ASSIGNMENT:
Please filter the data down to the lines that include the word "crate" and copy them.

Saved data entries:
────────

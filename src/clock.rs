//! 时钟抽象 - 可注入的取时和休眠
//!
//! 轮询循环不直接碰 `tokio::time`，测试可以模拟大量周期而不真实等待。

use std::time::Duration;

use chrono::Utc;

/// 取时 + 休眠的注入点
pub trait Clock {
    /// 当前 Unix 秒
    fn now_unix(&self) -> i64;

    /// 休眠指定时长
    fn sleep(&self, duration: Duration) -> impl std::future::Future<Output = ()> + Send;
}

/// 真实系统时钟
#[derive(Debug, Clone, Copy, Default)]
pub struct SystemClock;

impl Clock for SystemClock {
    fn now_unix(&self) -> i64 {
        Utc::now().timestamp()
    }

    async fn sleep(&self, duration: Duration) {
        tokio::time::sleep(duration).await;
    }
}
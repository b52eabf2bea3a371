//! Homework Bot - 轮询作业评审状态并推送 Telegram 通知

pub mod api;
pub mod clock;
pub mod config;
pub mod error;
pub mod notification;
pub mod poller;
pub mod status;
pub mod validate;

pub use api::{HomeworkApi, PracticumClient};
pub use clock::{Clock, SystemClock};
pub use config::Config;
pub use error::PollError;
pub use notification::{DedupChannel, MessageSink, NotificationDeduplicator, TelegramChannel};
pub use poller::HomeworkBot;
pub use status::{parse_status, HomeworkItem, HomeworkStatus};
pub use validate::check_response;
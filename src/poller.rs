//! 轮询循环 - fetch → validate → translate → notify → sleep
//!
//! 严格单线程顺序执行。任何一步失败都把整个周期转入错误上报，
//! 报告一次（按错误文本去重）后照常休眠重试，循环自身永不退出。

use std::time::Duration;

use tracing::{debug, error, info, warn};

use crate::api::HomeworkApi;
use crate::clock::Clock;
use crate::error::PollError;
use crate::notification::{DedupChannel, MessageSink, NotificationDeduplicator};
use crate::status::parse_status;
use crate::validate::check_response;

/// 轮询机器人
///
/// 游标和两条去重记录都由它独占，没有并发访问。
pub struct HomeworkBot<A, S, C> {
    api: A,
    sink: S,
    clock: C,
    dedup: NotificationDeduplicator,
    cursor: i64,
    retry_interval: Duration,
}

impl<A, S, C> HomeworkBot<A, S, C>
where
    A: HomeworkApi,
    S: MessageSink,
    C: Clock,
{
    /// 创建机器人，游标从当前时刻起算
    pub fn new(api: A, sink: S, clock: C, retry_interval: Duration) -> Self {
        let cursor = clock.now_unix();
        Self {
            api,
            sink,
            clock,
            dedup: NotificationDeduplicator::new(),
            cursor,
            retry_interval,
        }
    }

    /// 当前游标（下一次拉取窗口的下界）
    pub fn cursor(&self) -> i64 {
        self.cursor
    }

    /// 永久运行：每个周期之后固定休眠一次
    pub async fn run(&mut self) {
        info!(
            interval_secs = self.retry_interval.as_secs(),
            cursor = self.cursor,
            "poll loop started"
        );
        loop {
            self.poll_once().await;
            self.clock.sleep(self.retry_interval).await;
        }
    }

    /// 执行一个完整周期（不含休眠）
    ///
    /// 周期内的失败在这里消化掉，调用方看不到错误。
    pub async fn poll_once(&mut self) {
        if let Err(e) = self.run_cycle().await {
            self.report_failure(e).await;
        }
    }

    /// 正常路径：拉取、校验、翻译、通知、推进游标
    async fn run_cycle(&mut self) -> Result<(), PollError> {
        debug!(cursor = self.cursor, "fetching homework statuses");
        let raw = self.api.fetch(self.cursor).await?;
        let (homeworks, current_date) = check_response(&raw)?;

        if homeworks.is_empty() {
            debug!("no new homework statuses");
        }

        // 先整体翻译：一个坏条目作废整个周期，任何消息都不会发出
        let messages = homeworks
            .iter()
            .map(parse_status)
            .collect::<Result<Vec<_>, _>>()?;

        for (name, message) in &messages {
            self.notify(DedupChannel::Status, message).await;
            debug!(homework = %name, "status processed");
        }

        // 游标只从服务端确认的 current_date 推进
        self.cursor = current_date;
        Ok(())
    }

    /// 错误路径：记日志，按错误文本去重后上报到同一个聊天
    async fn report_failure(&mut self, e: PollError) {
        error!(error = %e, "poll cycle failed");
        let message = format!("Bot failure: {}", e);
        self.notify(DedupChannel::Error, &message).await;
    }

    /// 去重检查 + 发送 + 成功后记录
    ///
    /// 发送失败只记日志，记录不更新，内容在下个周期还有机会发出。
    async fn notify(&mut self, channel: DedupChannel, message: &str) {
        if !self.dedup.should_send(channel, message) {
            return;
        }
        match self.sink.send(message).await {
            Ok(()) => {
                self.dedup.record(channel, message);
                info!(sink = self.sink.name(), "notification delivered");
            }
            Err(e) => {
                warn!(sink = self.sink.name(), error = %e, "failed to send notification");
            }
        }
    }
}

────────

FINAL ANSWER:
use crate::api::HomeworkApi;
use crate::clock::Clock;
use crate::error::PollError;
use crate::notification::{DedupChannel, MessageSink, NotificationDeduplicator};
use crate::status::parse_status;
use crate::validate::check_response;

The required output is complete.